UK Renewables Farce: Coal-Fired Generator Powered Up Because It's Too Hot For Solar Panels And Not Breezy Enough For Wind Turbines
You can’t make this up. It’s reached 30C in Britain because well, it’s summer. It’s also become quite humid because well, Britain is a small island surrounded by sea, with a moist, temperate climate. It’s not a dry desert, so when it warms up in summer, we quite often get humid air and thunderstorms. Hot and humid make for being uncomfortable, so people turn to fans and air conditioners to keep cool, which increases electricity demand. The Telegraph says:
Britain has started burning coal to generate electricity for the first time in a month and a half, after the heatwave made solar panels too hot to work efficiently.

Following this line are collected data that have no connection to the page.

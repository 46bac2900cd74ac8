// Public commands exported to the presentation layer.
use super::*;

/// Stand-in for the save dialog. `None` means the user backed out.
pub trait SaveLocationPicker: Send + Sync {
    fn pick_save_path(&self, suggested_name: &str, format: FormatSpec) -> Option<PathBuf>;
}

impl<F> SaveLocationPicker for F
where
    F: Fn(&str, FormatSpec) -> Option<PathBuf> + Send + Sync,
{
    fn pick_save_path(&self, suggested_name: &str, format: FormatSpec) -> Option<PathBuf> {
        self(suggested_name, format)
    }
}

#[derive(Debug, Clone)]
pub struct DirectorySavePicker {
    pub dir: PathBuf,
}

impl SaveLocationPicker for DirectorySavePicker {
    fn pick_save_path(&self, suggested_name: &str, _format: FormatSpec) -> Option<PathBuf> {
        Some(self.dir.join(suggested_name))
    }
}

#[derive(Debug, Clone, PartialEq, Eq, Serialize)]
#[serde(untagged)]
pub enum DownloadResponse {
    Saved {
        success: bool,
        #[serde(rename = "filePath")]
        file_path: String,
    },
    Canceled {
        canceled: bool,
    },
}

impl DownloadResponse {
    fn saved(path: &Path) -> Self {
        DownloadResponse::Saved {
            success: true,
            file_path: path.to_string_lossy().to_string(),
        }
    }

    fn canceled() -> Self {
        DownloadResponse::Canceled { canceled: true }
    }
}

#[derive(Debug)]
pub struct ProgressListener {
    task: tokio::task::JoinHandle<()>,
}

impl ProgressListener {
    pub fn unsubscribe(self) {
        drop(self);
    }
}

impl Drop for ProgressListener {
    fn drop(&mut self) {
        self.task.abort();
    }
}

pub(super) fn with_format_extension(path: PathBuf, format: FormatSpec) -> PathBuf {
    let matches = path
        .extension()
        .and_then(|value| value.to_str())
        .map(|value| value.eq_ignore_ascii_case(format.extension()))
        .unwrap_or(false);
    if matches {
        return path;
    }
    let mut raw = path.into_os_string();
    raw.push(".");
    raw.push(format.extension());
    PathBuf::from(raw)
}

pub struct Siphon {
    metadata: MetadataFetcher,
    orchestrator: DownloadOrchestrator,
    picker: Box<dyn SaveLocationPicker>,
}

impl Siphon {
    pub fn new(locator: ToolLocator, picker: impl SaveLocationPicker + 'static) -> Self {
        let locator = Arc::new(locator);
        Self {
            metadata: MetadataFetcher::new(Arc::clone(&locator)),
            orchestrator: DownloadOrchestrator::new(locator, ProgressHub::new()),
            picker: Box::new(picker),
        }
    }

    pub fn orchestrator(&self) -> &DownloadOrchestrator {
        &self.orchestrator
    }

    pub async fn get_video_info(&self, url: String) -> Result<VideoInfo, String> {
        self.metadata
            .fetch(&url)
            .await
            .inspect_err(|error| log::error!("get_video_info failed: {error}"))
            .map_err(|error| error.to_string())
    }

    pub async fn download_media(
        &self,
        url: String,
        format: String,
    ) -> Result<DownloadResponse, String> {
        self.download_media_inner(&url, &format)
            .await
            .inspect_err(|error| log::error!("download_media failed: {error}"))
            .map_err(|error| format!("Download failed: {error}"))
    }

    async fn download_media_inner(&self, url: &str, format: &str) -> Result<DownloadResponse, Error> {
        let format: FormatSpec = format.parse()?;
        self.orchestrator.transcode_tool()?;

        let suggested_name = format!("video.{}", format.extension());
        let Some(chosen) = self.picker.pick_save_path(&suggested_name, format) else {
            log::info!("Save location selection was canceled");
            return Ok(DownloadResponse::canceled());
        };
        let destination = with_format_extension(chosen, format);

        let artifact = self.orchestrator.start(url, format, destination)?.wait().await?;
        Ok(DownloadResponse::saved(&artifact.path))
    }

    /// Calls `listener` with every percentage emitted from now on. Must be
    /// called from within a Tokio runtime.
    pub fn on_download_progress<F>(&self, mut listener: F) -> ProgressListener
    where
        F: FnMut(u8) + Send + 'static,
    {
        let mut subscription = self.orchestrator.progress().subscribe();
        let task = tokio::spawn(async move {
            while let Some(event) = subscription.next().await {
                listener(event.percent);
            }
        });
        ProgressListener { task }
    }
}

#[cfg(test)]
mod tests {
    use super::*;
    use crate::tooling::test_support::{fake_locator, FakeTool};
    use std::sync::atomic::{AtomicBool, Ordering};

    #[cfg(unix)]
    const DOWNLOAD_SCRIPT: &str = r#"
prev=""
for arg in "$@"; do
  if [ "$prev" = "-o" ]; then out="$arg"; fi
  prev="$arg"
done
case "$*" in
  *-J*)
    echo '{"title":"Demo","duration":61,"thumbnail":"https://t/abc123.jpg","uploader":"Uploader"}'
    exit 0
    ;;
esac
touch "$(dirname "$0")/spawned"
echo "siphon-progress|100|400|NA|25.0%"
echo "siphon-progress|300|400|NA|75.0%"
printf 'payload' > "$out"
"#;

    #[test]
    fn extension_is_forced_to_the_format() {
        assert_eq!(
            with_format_extension(PathBuf::from("/out/video.MP3"), FormatSpec::Audio),
            PathBuf::from("/out/video.MP3")
        );
        assert_eq!(
            with_format_extension(PathBuf::from("/out/clip"), FormatSpec::Video),
            PathBuf::from("/out/clip.mp4")
        );
        assert_eq!(
            with_format_extension(PathBuf::from("/out/clip.mp4"), FormatSpec::Audio),
            PathBuf::from("/out/clip.mp4.mp3")
        );
    }

    #[test]
    fn responses_match_the_frontend_shape() {
        assert_eq!(
            serde_json::to_value(DownloadResponse::saved(Path::new("C:/out/video.mp3"))).unwrap(),
            serde_json::json!({"success": true, "filePath": "C:/out/video.mp3"})
        );
        assert_eq!(
            serde_json::to_value(DownloadResponse::canceled()).unwrap(),
            serde_json::json!({"canceled": true})
        );
    }

    #[cfg(unix)]
    #[tokio::test]
    async fn download_media_saves_and_reports_progress() {
        let dir = tempfile::tempdir().unwrap();
        let out_dir = dir.path().join("out");
        fs::create_dir_all(&out_dir).unwrap();
        let siphon = Siphon::new(
            fake_locator(dir.path(), FakeTool::Script(DOWNLOAD_SCRIPT), true),
            DirectorySavePicker {
                dir: out_dir.clone(),
            },
        );

        let (tx, mut rx) = mpsc::unbounded_channel();
        let listener = siphon.on_download_progress(move |percent| {
            let _ = tx.send(percent);
        });

        let response = siphon
            .download_media("https://youtu.be/abc123".to_string(), "audio".to_string())
            .await
            .unwrap();
        let destination = out_dir.join("video.mp3");
        assert_eq!(response, DownloadResponse::saved(&destination));
        assert_eq!(fs::read(&destination).unwrap(), b"payload");
        assert!(!out_dir.join("video.temp.mp3").exists());

        let mut seen = Vec::new();
        while let Some(percent) = rx.recv().await {
            seen.push(percent);
            if percent == 100 {
                break;
            }
        }
        assert_eq!(seen, vec![0, 25, 75, 100]);
        assert!(!siphon.orchestrator().is_busy());
        listener.unsubscribe();
    }

    #[cfg(unix)]
    #[tokio::test]
    async fn canceled_dialog_spawns_nothing() {
        let dir = tempfile::tempdir().unwrap();
        let siphon = Siphon::new(
            fake_locator(dir.path(), FakeTool::Script(DOWNLOAD_SCRIPT), true),
            |_: &str, _: FormatSpec| -> Option<PathBuf> { None },
        );
        let response = siphon
            .download_media("https://youtu.be/abc123".to_string(), "video".to_string())
            .await
            .unwrap();
        assert_eq!(response, DownloadResponse::canceled());
        assert!(!dir.path().join("bin").join("spawned").exists());
    }

    #[cfg(unix)]
    #[tokio::test]
    async fn missing_transcode_tool_fails_before_the_dialog() {
        let dir = tempfile::tempdir().unwrap();
        let asked = Arc::new(AtomicBool::new(false));
        let asked_by_picker = Arc::clone(&asked);
        let out_dir = dir.path().to_path_buf();
        let siphon = Siphon::new(
            fake_locator(dir.path(), FakeTool::Script(DOWNLOAD_SCRIPT), false),
            move |name: &str, _: FormatSpec| -> Option<PathBuf> {
                asked_by_picker.store(true, Ordering::SeqCst);
                Some(out_dir.join(name))
            },
        );

        let error = siphon
            .download_media("https://youtu.be/abc123".to_string(), "audio".to_string())
            .await
            .unwrap_err();
        assert!(error.contains("ffmpeg was not found"), "{error}");
        assert!(!asked.load(Ordering::SeqCst));
        assert!(!dir.path().join("video.temp.mp3").exists());
        assert!(!dir.path().join("bin").join("spawned").exists());
    }

    #[cfg(unix)]
    #[tokio::test]
    async fn picked_path_gets_the_format_extension() {
        let dir = tempfile::tempdir().unwrap();
        let target = dir.path().join("clip");
        let chosen = target.clone();
        let siphon = Siphon::new(
            fake_locator(dir.path(), FakeTool::Script(DOWNLOAD_SCRIPT), true),
            move |_: &str, _: FormatSpec| -> Option<PathBuf> { Some(chosen.clone()) },
        );
        siphon
            .download_media("https://youtu.be/abc123".to_string(), "mp4".to_string())
            .await
            .unwrap();
        assert!(dir.path().join("clip.mp4").exists());
        assert!(!target.exists());
    }

    #[cfg(unix)]
    #[tokio::test]
    async fn video_info_comes_from_the_fetch_tool() {
        let dir = tempfile::tempdir().unwrap();
        let siphon = Siphon::new(
            fake_locator(dir.path(), FakeTool::Script(DOWNLOAD_SCRIPT), false),
            DirectorySavePicker {
                dir: dir.path().to_path_buf(),
            },
        );
        let info = siphon
            .get_video_info("https://youtu.be/abc123".to_string())
            .await
            .unwrap();
        assert_eq!(info.title, "Demo");
        assert_eq!(info.uploader, "Uploader");
        assert_eq!(info.duration_seconds, 61.0);
    }

    #[tokio::test]
    async fn unknown_format_is_rejected() {
        let dir = tempfile::tempdir().unwrap();
        let siphon = Siphon::new(
            fake_locator(dir.path(), FakeTool::Absent, true),
            DirectorySavePicker {
                dir: dir.path().to_path_buf(),
            },
        );
        let error = siphon
            .download_media("https://youtu.be/abc123".to_string(), "gif".to_string())
            .await
            .unwrap_err();
        assert!(error.contains("unsupported format"), "{error}");
    }
}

One unit at Uniper’s Ratcliffe-on-Soar coal power plant in Nottinghamshire started producing electricity for the first time in weeks on Monday morning, while another coal-powered plant was warmed up in case it was needed by the early afternoon.

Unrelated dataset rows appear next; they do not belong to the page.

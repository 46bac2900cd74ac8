// Fake tool executables for tests that spawn real processes.
use super::*;

pub(crate) enum FakeTool {
    Script(&'static str),
    // A regular file the OS refuses to run.
    NotExecutable,
    Absent,
}

pub(crate) fn touch_executable(path: &Path) {
    write_executable(path, "#!/bin/sh\nexit 0\n");
}

pub(crate) fn write_executable(path: &Path, contents: &str) {
    if let Some(parent) = path.parent() {
        fs::create_dir_all(parent).unwrap();
    }
    fs::write(path, contents).unwrap();
    #[cfg(unix)]
    {
        use std::os::unix::fs::PermissionsExt;
        fs::set_permissions(path, fs::Permissions::from_mode(0o755)).unwrap();
    }
}

// A locator over `<dir>/bin` that never falls back to the system `PATH`.
pub(crate) fn fake_locator(dir: &Path, fetch: FakeTool, with_transcode: bool) -> ToolLocator {
    let bin = dir.join("bin");
    fs::create_dir_all(&bin).unwrap();
    let fetch_path = bin.join(platform_bin("yt-dlp"));
    match fetch {
        FakeTool::Script(body) => write_executable(&fetch_path, &format!("#!/bin/sh\n{body}\n")),
        FakeTool::NotExecutable => fs::write(&fetch_path, "#!/bin/sh\nexit 0\n").unwrap(),
        FakeTool::Absent => {}
    }
    if with_transcode {
        touch_executable(&bin.join(platform_bin("ffmpeg")));
    }
    ToolLocator::new(
        RuntimeLayout::Packaged {
            resources_dir: dir.to_path_buf(),
        },
        Settings {
            allow_system_tools: false,
            ..Settings::default()
        },
    )
}
//! # Letitgo Pipeline
//!
//! This crate turns medical-record documents into index-ready units and
//! writes them to the search engine.
//!
//! ## Architecture
//!
//! The pipeline follows the Source-Processor-Loader pattern:
//!
//! 1. **Source**: Reads origins and docs produced upstream
//! 2. **Processor**: Decomposes an origin into flat nodes
//! 3. **Loader**: Writes nodes and property records in bulk
//! 4. **Orchestrator**: Provisions indices and drives one ingest call end to end

pub mod errors;
pub mod loader;
pub mod orchestrator;
pub mod processor;
pub mod source;

pub use errors::PipelineError;
pub use loader::IndexWriter;
pub use orchestrator::{Ingestor, OriginReport};
pub use processor::{Decomposer, NodeIdPolicy};
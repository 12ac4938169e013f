//! Origin decomposition.
//!
//! Every entry of every group in an origin becomes one node. All nodes of one
//! origin share a group id, which is how they are put back together at query
//! time.

use std::fmt;
use std::str::FromStr;

use tracing::{debug, instrument};
use uuid::Uuid;

use crate::errors::PipelineError;
use letitgo_shared::{Node, Origin};

/// Namespace for name-based node ids.
const NODE_NAMESPACE: Uuid = Uuid::from_u128(0x6c65_7469_7467_4f00_8000_6e6f_6465_7321);

/// How group ids and node ids are generated.
#[derive(Debug, Clone, Copy, Default, PartialEq, Eq)]
pub enum NodeIdPolicy {
    /// Fresh random ids on every run. Re-indexing an origin adds new documents.
    #[default]
    Random,
    /// Ids derived from the origin's source code and source id, the group key
    /// and the entry position. Re-indexing an unchanged origin overwrites the
    /// same documents.
    Deterministic,
}

impl FromStr for NodeIdPolicy {
    type Err = PipelineError;

    fn from_str(s: &str) -> Result<Self, Self::Err> {
        match s.trim().to_ascii_lowercase().as_str() {
            "random" => Ok(Self::Random),
            "deterministic" => Ok(Self::Deterministic),
            other => Err(PipelineError::validation(format!(
                "unknown node id policy: {}",
                other
            ))),
        }
    }
}

impl fmt::Display for NodeIdPolicy {
    fn fmt(&self, f: &mut fmt::Formatter<'_>) -> fmt::Result {
        match self {
            Self::Random => f.write_str("random"),
            Self::Deterministic => f.write_str("deterministic"),
        }
    }
}

/// Decomposes origins into nodes.
///
/// Holds no mutable state, so one instance can serve concurrent callers.
#[derive(Debug, Clone, Copy, Default)]
pub struct Decomposer {
    policy: NodeIdPolicy,
}

impl Decomposer {
    /// Create a decomposer using the given id policy.
    pub fn new(policy: NodeIdPolicy) -> Self {
        Self { policy }
    }

    /// Flatten an origin into one node per group entry.
    ///
    /// Each node copies its entry verbatim into `kvs`. An origin without
    /// groups, or with only empty groups, yields no nodes. Callers must not
    /// rely on the order of the result.
    ///
    /// # Errors
    ///
    /// With the deterministic policy an origin must carry a source id,
    /// otherwise unrelated origins would share a group id.
    #[instrument(skip(self, origin), fields(source_id = %origin.source_id, policy = %self.policy))]
    pub fn parse_nodes(&self, origin: &Origin) -> Result<Vec<Node>, PipelineError> {
        let gid = self.group_id(origin)?;
        let gid_str = gid.to_string();

        let mut nodes = Vec::with_capacity(origin.entry_count());
        for (key, entries) in &origin.docs {
            for (position, entry) in entries.iter().enumerate() {
                let id = self.node_id(&gid, key, position);
                nodes.push(Node::new(gid_str.clone(), id.to_string(), key.clone(), entry.clone()));
            }
        }

        debug!(gid = %gid_str, node_count = nodes.len(), "Decomposed origin");
        Ok(nodes)
    }

    fn group_id(&self, origin: &Origin) -> Result<Uuid, PipelineError> {
        match self.policy {
            NodeIdPolicy::Random => Ok(Uuid::new_v4()),
            NodeIdPolicy::Deterministic => {
                if origin.source_id.trim().is_empty() {
                    return Err(PipelineError::validation(
                        "origin needs a sourceId for deterministic node ids",
                    ));
                }
                let name = format!("{}\u{0}{}", origin.source_code, origin.source_id);
                Ok(Uuid::new_v5(&NODE_NAMESPACE, name.as_bytes()))
            }
        }
    }

    fn node_id(&self, gid: &Uuid, key: &str, position: usize) -> Uuid {
        match self.policy {
            NodeIdPolicy::Random => Uuid::new_v4(),
            NodeIdPolicy::Deterministic => {
                let name = format!("{}\u{0}{}", key, position);
                Uuid::new_v5(gid, name.as_bytes())
            }
        }
    }
}
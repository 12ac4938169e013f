//! Raw grouped record received from an upstream producer.

use std::collections::BTreeMap;
use std::fmt;

use serde::{Deserialize, Serialize};

use crate::node::Kvs;

/// A raw medical-record document, grouped by key and not yet flattened.
///
/// `docs` maps a group key to its ordered entries. A key may map to an empty
/// list; entries themselves are always objects.
#[derive(Debug, Clone, Default, PartialEq, Serialize, Deserialize)]
#[serde(rename_all = "camelCase")]
pub struct Origin {
    /// Disease or category id.
    #[serde(default)]
    pub disease_id: i64,
    /// Hospital id.
    #[serde(default)]
    pub hospital_id: i64,
    /// Department id.
    #[serde(default)]
    pub dept_id: i64,
    /// Code of the source system.
    #[serde(default)]
    pub source_code: String,
    /// Record id inside the source system.
    #[serde(default)]
    pub source_id: String,
    /// Group key to entries.
    #[serde(default)]
    pub docs: BTreeMap<String, Vec<Kvs>>,
}

impl Origin {
    /// Total number of entries across all groups.
    pub fn entry_count(&self) -> usize {
        self.docs.values().map(Vec::len).sum()
    }
}

impl fmt::Display for Origin {
    fn fmt(&self, f: &mut fmt::Formatter<'_>) -> fmt::Result {
        match serde_json::to_string_pretty(self) {
            Ok(s) => f.write_str(&s),
            Err(_) => f.write_str("{}"),
        }
    }
}
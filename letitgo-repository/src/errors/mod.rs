//! Error types for the letitgo repository.

mod search_index_error;

pub use search_index_error::SearchIndexError;
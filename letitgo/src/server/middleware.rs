//! Request logging middleware.

use axum::{body::Body, http::Request, middleware::Next, response::Response};
use std::time::Instant;
use tracing::{info, warn};

/// Log method, URI, status and duration of every request.
pub async fn log_request(request: Request<Body>, next: Next) -> Response {
    let method = request.method().clone();
    let uri = request.uri().clone();
    let start = Instant::now();

    let response = next.run(request).await;

    let duration_ms = start.elapsed().as_millis();
    let status = response.status();

    if status.is_success() {
        info!(
            method = %method,
            uri = %uri,
            status = status.as_u16(),
            duration_ms = %duration_ms,
            "Request completed"
        );
    } else {
        warn!(
            method = %method,
            uri = %uri,
            status = status.as_u16(),
            duration_ms = %duration_ms,
            "Request failed"
        );
    }

    response
}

The National Grid turned to coal to generate electricity as a rush to turn on air conditioning and fans across the country during the heatwave led to a spike in demand.
High temperatures over the weekend also reduced the amount of energy generated from solar panels. Output on Sunday was almost a third lower than a week earlier, despite temperatures climbing above 30 degrees celsius across large parts of the country.
Solar panels are tested at a benchmark of 25C. For every degree rise in temperature above this level, the efficiency is reduced by 0.5 percentage points.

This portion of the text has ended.